If you’ve never been to an Ikea store, you’ve missed out on a massive celebration of merchandizing stylish cheap furniture and housewares. As they like to say on their in-store ads, they start with a price point in mind, and design backwards from there.
You can’t shop there without traveling the entire winding path of the store, which runs you upstairs, around the various showroom areas, downstairs through even more sales floor, and finally through the get-it-yourself warehouse shelves. There’s a few shortcuts, but no way around having to go upstairs when all you wanted was to get to the area right before the checkout. The first time through, it’s amazing. The second time through, less so. By the sixth or seventh time around, you start to resent the whole arrangement.

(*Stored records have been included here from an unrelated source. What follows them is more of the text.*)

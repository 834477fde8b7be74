#![forbid(unsafe_code)]

use std::fmt;
use std::io;

#[derive(Debug)]
pub enum DescriptorError {
    Io(io::Error),
    /// A section's closing separator was never reached.
    UnexpectedEof { section: &'static str },
    /// A data row has too few tokens for its section's column layout.
    ShortLine { section: &'static str, line: usize },
    /// A token expected to be numeric failed to parse.
    BadNumber { line: usize, token: String },
    /// A mandatory option key is absent.
    MissingOption { key: &'static str },
    /// An option value failed to parse as a number.
    BadOption { key: &'static str, raw: String },
}

impl fmt::Display for DescriptorError {
    fn fmt(&self, f: &mut fmt::Formatter<'_>) -> fmt::Result {
        match self {
            Self::Io(source) => write!(f, "descriptor i/o failure: {source}"),
            Self::UnexpectedEof { section } => {
                write!(f, "{section} section reached end of file before its separator")
            }
            Self::ShortLine { section, line } => {
                write!(f, "{section} row on line {line} has too few columns")
            }
            Self::BadNumber { line, token } => {
                write!(f, "unparsable numeric token `{token}` on line {line}")
            }
            Self::MissingOption { key } => write!(f, "mandatory option `{key}` is absent"),
            Self::BadOption { key, raw } => {
                write!(f, "option `{key}` has non-numeric value `{raw}`")
            }
        }
    }
}

impl std::error::Error for DescriptorError {
    fn source(&self) -> Option<&(dyn std::error::Error + 'static)> {
        match self {
            Self::Io(source) => Some(source),
            _ => None,
        }
    }
}

impl From<io::Error> for DescriptorError {
    fn from(source: io::Error) -> Self {
        Self::Io(source)
    }
}
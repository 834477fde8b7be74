//! File-backed output reading tests.

use std::fs;

use mdv_output::{needs_resample, read_output_file, resample, OutputError};

#[test]
fn read_output_file_from_disk() {
    let dir = tempfile::tempdir().expect("tempdir");
    let path = dir.path().join("linesF.out");
    fs::write(
        &path,
        "These predictions were generated by MoorDyn v2\n\
         Time FairTen1\n\
         (s) (N)\n\
         0.01 100.0\n\
         0.02 101.0\n",
    )
    .expect("write output");

    let matrix = read_output_file(&path).expect("output should read");
    assert_eq!(matrix.n_rows(), 2);
    assert_eq!(matrix.names(), &["Time", "FairTen1"]);
}

#[test]
fn missing_output_file_errors() {
    let dir = tempfile::tempdir().expect("tempdir");
    let err = read_output_file(dir.path().join("absent.out")).unwrap_err();
    assert!(matches!(err, OutputError::Missing { .. }));
}

#[test]
fn empty_output_file_errors() {
    let dir = tempfile::tempdir().expect("tempdir");
    let path = dir.path().join("blank.out");
    fs::write(&path, "\n\n").expect("write output");
    let err = read_output_file(&path).unwrap_err();
    assert!(matches!(err, OutputError::Empty { .. }));
}

#[test]
fn uneven_table_resamples_onto_nominal_grid() {
    let dir = tempfile::tempdir().expect("tempdir");
    let path = dir.path().join("linesC.out");
    // Five rows where the nominal grid (dtOut = 0.5, tMax = 2.0) has
    // three; channel 1 is linear in time so interpolation is exact.
    fs::write(
        &path,
        "Time X\n(s) (m)\n0.0 0.0\n0.3 0.6\n0.9 1.8\n1.4 2.8\n2.0 4.0\n",
    )
    .expect("write output");

    let matrix = read_output_file(&path).expect("output should read");
    assert!(needs_resample(matrix.n_rows(), 0.5, 2.0));
    let fixed = matrix.with_rows(resample(matrix.rows(), matrix.n_channels(), 0.5, 2.0, None));
    assert_eq!(fixed.n_rows(), 3);
    for row in fixed.rows() {
        assert!((row[1] - 2.0 * row[0]).abs() < 1e-12, "row {row:?}");
    }
}
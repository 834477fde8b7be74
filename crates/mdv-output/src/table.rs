#![forbid(unsafe_code)]

use std::collections::HashMap;
use std::fmt;
use std::fs;
use std::io;
use std::path::{Path, PathBuf};

use serde::{Deserialize, Serialize};

/// Comment line some backends prepend to their output tables.
pub const PROVENANCE_BANNER: &str = "predictions were generated by MoorDyn";

#[derive(Debug)]
pub enum OutputError {
    /// The output file does not exist.
    Missing { path: PathBuf },
    /// The file exists but holds no channel table.
    Empty { path: PathBuf },
    Io { path: PathBuf, source: io::Error },
    /// A data token failed to parse even after repair.
    BadToken { line: usize, token: String },
    /// The units line disagrees with the names line in width.
    HeaderMismatch { names: usize, units: usize },
    /// A data row disagrees with the header in width.
    RowWidth {
        line: usize,
        expected: usize,
        actual: usize,
    },
}

impl fmt::Display for OutputError {
    fn fmt(&self, f: &mut fmt::Formatter<'_>) -> fmt::Result {
        match self {
            Self::Missing { path } => write!(f, "output file missing: {}", path.display()),
            Self::Empty { path } => {
                write!(f, "output file holds no channel table: {}", path.display())
            }
            Self::Io { path, source } => {
                write!(f, "failed to read output file {}: {source}", path.display())
            }
            Self::BadToken { line, token } => {
                write!(f, "non-numeric data token `{token}` on line {line}")
            }
            Self::HeaderMismatch { names, units } => {
                write!(f, "{names} channel names but {units} unit labels")
            }
            Self::RowWidth {
                line,
                expected,
                actual,
            } => write!(
                f,
                "data row on line {line} has {actual} values, expected {expected}"
            ),
        }
    }
}

impl std::error::Error for OutputError {
    fn source(&self) -> Option<&(dyn std::error::Error + 'static)> {
        match self {
            Self::Io { source, .. } => Some(source),
            _ => None,
        }
    }
}

/// A parsed output table: ordered channel names, parallel units, and
/// row-major data indexed `[time step][channel]`. Channel 0 is time by
/// convention.
#[derive(Debug, Clone, PartialEq, Serialize, Deserialize)]
pub struct ChannelMatrix {
    names: Vec<String>,
    units: Vec<String>,
    rows: Vec<Vec<f64>>,
    index: HashMap<String, usize>,
}

impl ChannelMatrix {
    /// Assemble a matrix from parts. Callers guarantee each row is
    /// `names.len()` wide; the parser enforces this for file input.
    #[must_use]
    pub fn new(names: Vec<String>, units: Vec<String>, rows: Vec<Vec<f64>>) -> Self {
        let index = names
            .iter()
            .enumerate()
            .map(|(i, name)| (name.clone(), i))
            .collect();
        Self {
            names,
            units,
            rows,
            index,
        }
    }

    #[must_use]
    pub fn names(&self) -> &[String] {
        &self.names
    }

    #[must_use]
    pub fn units(&self) -> &[String] {
        &self.units
    }

    #[must_use]
    pub fn rows(&self) -> &[Vec<f64>] {
        &self.rows
    }

    #[must_use]
    pub fn n_channels(&self) -> usize {
        self.names.len()
    }

    #[must_use]
    pub fn n_rows(&self) -> usize {
        self.rows.len()
    }

    /// Column index for a channel name.
    #[must_use]
    pub fn channel_index(&self, name: &str) -> Option<usize> {
        self.index.get(name).copied()
    }

    /// One channel as a time series.
    #[must_use]
    pub fn column(&self, channel: usize) -> Vec<f64> {
        self.rows.iter().map(|row| row[channel]).collect()
    }

    /// Transpose into `[channel][time]` form for the comparator.
    #[must_use]
    pub fn by_channel(&self) -> Vec<Vec<f64>> {
        (0..self.n_channels()).map(|c| self.column(c)).collect()
    }

    /// The same header over different rows (used after resampling).
    #[must_use]
    pub fn with_rows(&self, rows: Vec<Vec<f64>>) -> Self {
        Self::new(self.names.clone(), self.units.clone(), rows)
    }
}

/// Insert the missing `E` in truncated scientific notation: a `-`
/// sandwiched directly between two digits becomes `E-`. Ordinary
/// negative numbers and intact exponents are untouched.
#[must_use]
pub fn repair_exponents(line: &str) -> String {
    let chars: Vec<char> = line.chars().collect();
    let mut out = String::with_capacity(line.len());
    for (i, &c) in chars.iter().enumerate() {
        if c == '-'
            && i > 0
            && chars[i - 1].is_ascii_digit()
            && chars.get(i + 1).is_some_and(char::is_ascii_digit)
        {
            out.push('E');
        }
        out.push(c);
    }
    out
}

fn parse_token(token: &str, line_no: usize) -> Result<f64, OutputError> {
    // Underflow placeholder from the Fortran formatter.
    if token.contains("***") {
        return Ok(0.0);
    }
    token.parse().map_err(|_| OutputError::BadToken {
        line: line_no,
        token: token.to_owned(),
    })
}

/// Read and parse an output table from disk.
pub fn read_output_file(path: impl AsRef<Path>) -> Result<ChannelMatrix, OutputError> {
    let path = path.as_ref();
    let text = fs::read_to_string(path).map_err(|source| {
        if source.kind() == io::ErrorKind::NotFound {
            OutputError::Missing {
                path: path.to_path_buf(),
            }
        } else {
            OutputError::Io {
                path: path.to_path_buf(),
                source,
            }
        }
    })?;
    parse_output(&text).and_then(|matrix| match matrix {
        Some(matrix) => Ok(matrix),
        None => Err(OutputError::Empty {
            path: path.to_path_buf(),
        }),
    })
}

/// Parse output-table text. Returns `Ok(None)` when no channel table
/// is present (the file-level reader turns that into [`OutputError::Empty`]).
///
/// The first substantive line supplies channel names, the second
/// units; every later line is data until a blank or single-token line
/// ends the block. Blank lines and the provenance banner before the
/// header are skipped.
pub fn parse_output(text: &str) -> Result<Option<ChannelMatrix>, OutputError> {
    let mut names: Vec<String> = Vec::new();
    let mut units: Vec<String> = Vec::new();
    let mut rows: Vec<Vec<f64>> = Vec::new();

    for (i, line) in text.lines().enumerate() {
        let line_no = i + 1;
        if line.contains(PROVENANCE_BANNER) {
            continue;
        }
        let token_count = line.split_whitespace().count();
        if token_count < 2 {
            if rows.is_empty() && units.is_empty() {
                continue; // leading blank
            }
            break; // end of the data block
        }
        if names.is_empty() {
            names = line.split_whitespace().map(str::to_owned).collect();
        } else if units.is_empty() {
            units = line.split_whitespace().map(str::to_owned).collect();
            if units.len() != names.len() {
                return Err(OutputError::HeaderMismatch {
                    names: names.len(),
                    units: units.len(),
                });
            }
        } else {
            let repaired = repair_exponents(line);
            let row = repaired
                .split_whitespace()
                .map(|token| parse_token(token, line_no))
                .collect::<Result<Vec<f64>, _>>()?;
            if row.len() != names.len() {
                return Err(OutputError::RowWidth {
                    line: line_no,
                    expected: names.len(),
                    actual: row.len(),
                });
            }
            rows.push(row);
        }
    }

    if names.is_empty() {
        return Ok(None);
    }
    Ok(Some(ChannelMatrix::new(names, units, rows)))
}
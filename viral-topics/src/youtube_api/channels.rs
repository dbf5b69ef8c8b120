//! `channels.list` with `part=statistics`.

use crate::youtube_api::types::parse_count;
use serde::Deserialize;

/// Body of a `channels.list` response.
///
/// <https://developers.google.com/youtube/v3/docs/channels/list>
#[derive(Debug, Deserialize)]
pub struct ChannelListResponse {
    /// One entry per distinct channel: asking for the same channel twice
    /// yields a single item.
    #[serde(default)]
    pub items: Vec<Channel>,
}

#[derive(Debug, Deserialize)]
pub struct Channel {
    pub id: String,
    pub statistics: Option<ChannelStatistics>,
}

/// <https://developers.google.com/youtube/v3/docs/channels#statistics>
#[derive(Debug, Default, Deserialize)]
pub struct ChannelStatistics {
    /// Rounded down to three significant figures by the API, and absent when
    /// the owner hides it.
    #[serde(rename = "subscriberCount")]
    pub subscriber_count: Option<String>,
    #[serde(rename = "hiddenSubscriberCount", default)]
    pub hidden_subscriber_count: bool,
}

/// Subscriber count of one channel, as joined against search results.
#[derive(Debug, Clone, PartialEq, Eq)]
pub struct ChannelStats {
    pub channel_id: String,
    pub subscriber_count: u64,
}

impl From<Channel> for ChannelStats {
    fn from(channel: Channel) -> Self {
        let statistics = channel.statistics.as_ref();
        if statistics.is_some_and(|s| s.hidden_subscriber_count) {
            tracing::debug!(channel_id = channel.id, "subscriber count is hidden, using 0");
        }
        let subscriber_count = parse_count(
            "subscriberCount",
            statistics.and_then(|s| s.subscriber_count.as_deref()),
        );
        Self {
            channel_id: channel.id,
            subscriber_count,
        }
    }
}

Since we don’t want to move anytime soon, one of our priorities has been to make the most of the space we have in the house. So over the Memorial Day weekend, we got out the tape measure and decided on a shelving project for the living room. Even though Ikea’s stuff is affordable, we were still looking at spending over $800.
So I go to the store, wind my way through the show areas, and start to load the cart. And they have one shelf extension where I needed three. I asked an employee when more were coming, and he told me about a week and a half later.
I called a week and a half later, and the employee tells me they still don’t have any. And they don’t have any on order. And they couldn’t order any for me if they wanted to — it’s an automated process, you see. And even if Ikea’s automated ordering system decided tomorrow that it would be a good idea to have shelf extensions to sell, it would take at least two weeks for them to show up. But, he assures me, at least they’re not discontinued. There’s just no current plans to sell these particular items in the metroplex.
So, I can’t finish these shelves until they say so, after lulling me into spending the better part of a grand with promises of restocking an item they should never have let go out of stock in the first place. And they seem to think this is acceptable.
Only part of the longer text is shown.